将棋の囲碁将棋チャンネル 第72期ALSOK杯王将戦七番勝負第4局が2月9・10日の両日、東京都立川市の「SORANO HOTEL」で行われ、挑戦者の羽生善治九段が藤井聡太王将(竜王、王位、叡王、棋聖、20)に勝利し、2勝2敗のタイに追いついた。将棋界のスーパースター同士が激突する大注目のシリーズは大混戦に。次戦、第5局は2月25・26日、島根県大田市の「さんべ荘」で指される。

【映像】羽生九段が藤井王将に勝利した王将戦第4局

 挑戦者の羽生九段が、藤井王将得意の「角換わり」の一局で大きな勝利を挙げた。開幕局から一手損角換わり、相掛かり、雁木と様々な戦型で挑んでいる羽生九段が、2度目の先手番となる第4局で選んだのは角換わり腰掛け銀。直近に行われた棋王戦五番勝負でもこの戦型で藤井王将が快勝を飾っていただけに、真っ向勝負で飛び込んだ羽生九段の構想に大きな注目が集まっていた。

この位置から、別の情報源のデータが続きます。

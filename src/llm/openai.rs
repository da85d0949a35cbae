use crate::error::{GraphseedError, Result};
use crate::llm::TextGenerator;
use reqwest::Client;
use serde::{Deserialize, Serialize};
use std::time::Duration;

/// Request structure for the chat completions API
#[derive(Serialize)]
struct ChatRequest<'a> {
    model: &'a str,
    messages: Vec<ChatMessage<'a>>,
    max_tokens: u32,
}

#[derive(Serialize)]
struct ChatMessage<'a> {
    role: &'a str,
    content: &'a str,
}

/// Response structure from the chat completions API
#[derive(Deserialize)]
struct ChatResponse {
    choices: Vec<ChatChoice>,
}

#[derive(Deserialize)]
struct ChatChoice {
    message: ChatResponseMessage,
}

#[derive(Deserialize)]
struct ChatResponseMessage {
    #[serde(default)]
    content: Option<String>,
}

/// OpenAI-compatible chat completions client
///
/// Sends one system + one user message per call. Retries 429 and 5xx
/// responses with exponential backoff when `max_retries > 0`.
pub struct OpenAiChat {
    client: Client,
    api_key: String,
    model: String,
    base_url: String,
    max_retries: usize,
}

impl OpenAiChat {
    /// Create a new chat client
    ///
    /// # Arguments
    ///
    /// * `api_key` - API key sent as a bearer token
    /// * `model` - Model name (e.g., "gpt-3.5-turbo")
    /// * `base_url` - API root, e.g. `https://api.openai.com/v1`
    /// * `timeout` - Per-request timeout
    pub fn new(api_key: String, model: String, base_url: &str, timeout: Duration) -> Result<Self> {
        let client = Client::builder()
            .timeout(timeout)
            .build()
            .map_err(|e| GraphseedError::Http(format!("Failed to build HTTP client: {}", e)))?;

        Ok(Self {
            client,
            api_key,
            model,
            base_url: base_url.trim_end_matches('/').to_string(),
            max_retries: 0,
        })
    }

    /// Retry 429/5xx responses up to `max_retries` times
    pub fn with_max_retries(mut self, max_retries: usize) -> Self {
        self.max_retries = max_retries;
        self
    }

    /// Single API request, no retry
    async fn complete_once(&self, system: &str, prompt: &str, max_tokens: u32) -> Result<String> {
        let request = ChatRequest {
            model: &self.model,
            messages: vec![
                ChatMessage {
                    role: "system",
                    content: system,
                },
                ChatMessage {
                    role: "user",
                    content: prompt,
                },
            ],
            max_tokens,
        };

        let response = self
            .client
            .post(format!("{}/chat/completions", self.base_url))
            .header("Authorization", format!("Bearer {}", self.api_key))
            .header("Content-Type", "application/json")
            .json(&request)
            .send()
            .await
            .map_err(|e| GraphseedError::Llm(format!("Network error: {}", e)))?;

        let status = response.status();

        if !status.is_success() {
            let body = response
                .text()
                .await
                .unwrap_or_else(|_| "Unable to read error response".to_string());

            return Err(GraphseedError::Llm(format!(
                "OpenAI API error {}: {}",
                status, body
            )));
        }

        let result: ChatResponse = response
            .json()
            .await
            .map_err(|e| GraphseedError::Llm(format!("Failed to parse response: {}", e)))?;

        result
            .choices
            .into_iter()
            .next()
            .and_then(|c| c.message.content)
            .map(|content| content.trim().to_string())
            .ok_or_else(|| GraphseedError::Llm("Empty response from OpenAI API".to_string()))
    }
}

fn is_retryable(err: &GraphseedError) -> bool {
    let msg = err.to_string();
    ["429", "500", "502", "503", "504"]
        .iter()
        .any(|code| msg.contains(code))
}

#[async_trait::async_trait]
impl TextGenerator for OpenAiChat {
    async fn complete(&self, system: &str, prompt: &str, max_tokens: u32) -> Result<String> {
        let start = std::time::Instant::now();
        let mut attempt = 0;
        let mut delay = Duration::from_secs(1);

        loop {
            match self.complete_once(system, prompt, max_tokens).await {
                Ok(text) => {
                    log::debug!(
                        "Chat completion took {:?} (attempt {})",
                        start.elapsed(),
                        attempt + 1
                    );
                    return Ok(text);
                }
                Err(e) if attempt < self.max_retries && is_retryable(&e) => {
                    log::warn!("Retry {}/{} after error: {}", attempt + 1, self.max_retries, e);
                    tokio::time::sleep(delay).await;
                    delay *= 2;
                    attempt += 1;
                }
                Err(e) => return Err(e),
            }
        }
    }
}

 細かな駆け引きから、藤井王将が6筋の歩を進めたところで羽生九段が4筋に桂馬を跳ねて前例を離れると、エンジン全開で攻撃を開始。中盤戦を飛ばすように、一気に攻め合いへと発展した。後手への軽快な桂の成り捨てに対し、藤井王将は2時間24分に及ぶ大長考に沈むことに。そのまま封じ手の定刻を迎えることになった。

 激しい攻め合いへの手順が予想されていたが、藤井王将が封じ手で選んだのは受けの一手。先手からの猛攻を呼び込むだけに意外な一着と見られていたが、羽生九段はより一層の追撃を加えてリードを拡大させていった。猛攻に対し藤井王将は全力で受けの応手をひねり出したが、その差は埋まらない。藤井王将の追走を一気に突き放した羽生九段が、大きな2勝目を手にした。

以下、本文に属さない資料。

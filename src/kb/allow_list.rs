use crate::error::{GraphseedError, Result};
use serde::Deserialize;
use std::collections::HashSet;
use std::path::Path;

#[derive(Deserialize)]
struct AllowListFile {
    #[serde(default)]
    relation: Vec<AllowListEntry>,
}

/// `name` is for readers of the file; only `id` is used
#[derive(Deserialize)]
struct AllowListEntry {
    #[serde(default)]
    id: String,
}

/// Curated relation ids considered in scope for structured expansion.
///
/// Entry order is kept; it decides which relations a node expands first.
#[derive(Debug, Clone, Default)]
pub struct AllowList {
    ids: Vec<String>,
    index: HashSet<String>,
}

impl AllowList {
    /// Build from ids, dropping blanks and repeats
    pub fn from_ids<I, S>(ids: I) -> Self
    where
        I: IntoIterator<Item = S>,
        S: Into<String>,
    {
        let mut list = Self::default();
        for id in ids {
            let id = id.into().trim().to_string();
            if !id.is_empty() && list.index.insert(id.clone()) {
                list.ids.push(id);
            }
        }
        list
    }

    /// Parse the TOML form:
    ///
    /// ```toml
    /// [[relation]]
    /// name = "place of birth"
    /// id = "P19"
    /// ```
    pub fn from_toml_str(content: &str) -> Result<Self> {
        let file: AllowListFile = toml::from_str(content)
            .map_err(|e| GraphseedError::Parse(format!("allow-list: {}", e)))?;
        Ok(Self::from_ids(file.relation.into_iter().map(|e| e.id)))
    }

    pub fn load(path: &Path) -> Result<Self> {
        let content = std::fs::read_to_string(path)?;
        let list = Self::from_toml_str(&content)?;
        log::info!("Loaded {} allowed relations from {}", list.len(), path.display());
        Ok(list)
    }

    pub fn contains(&self, id: &str) -> bool {
        self.index.contains(id)
    }

    /// Ids in curated order
    pub fn ids(&self) -> &[String] {
        &self.ids
    }

    pub fn len(&self) -> usize {
        self.ids.len()
    }

    pub fn is_empty(&self) -> bool {
        self.ids.is_empty()
    }
}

 羽生九段は勝因について「調べてみないとわからない」と話したものの、「負けてしまうとカド番になってしまうので、タイに戻せて良かったなと思います」とホッとした表情。先手番できっちりと勝ち切り、経験力を力強さを見せつけていた。

 一方、先に2勝目を手にしながらも並ばれる形となった藤井王将は「封じ手長考したところで間違えてしまった。本局は早い段階でバランスを崩してしまったの残念」と悔しそうな表情を見せていた。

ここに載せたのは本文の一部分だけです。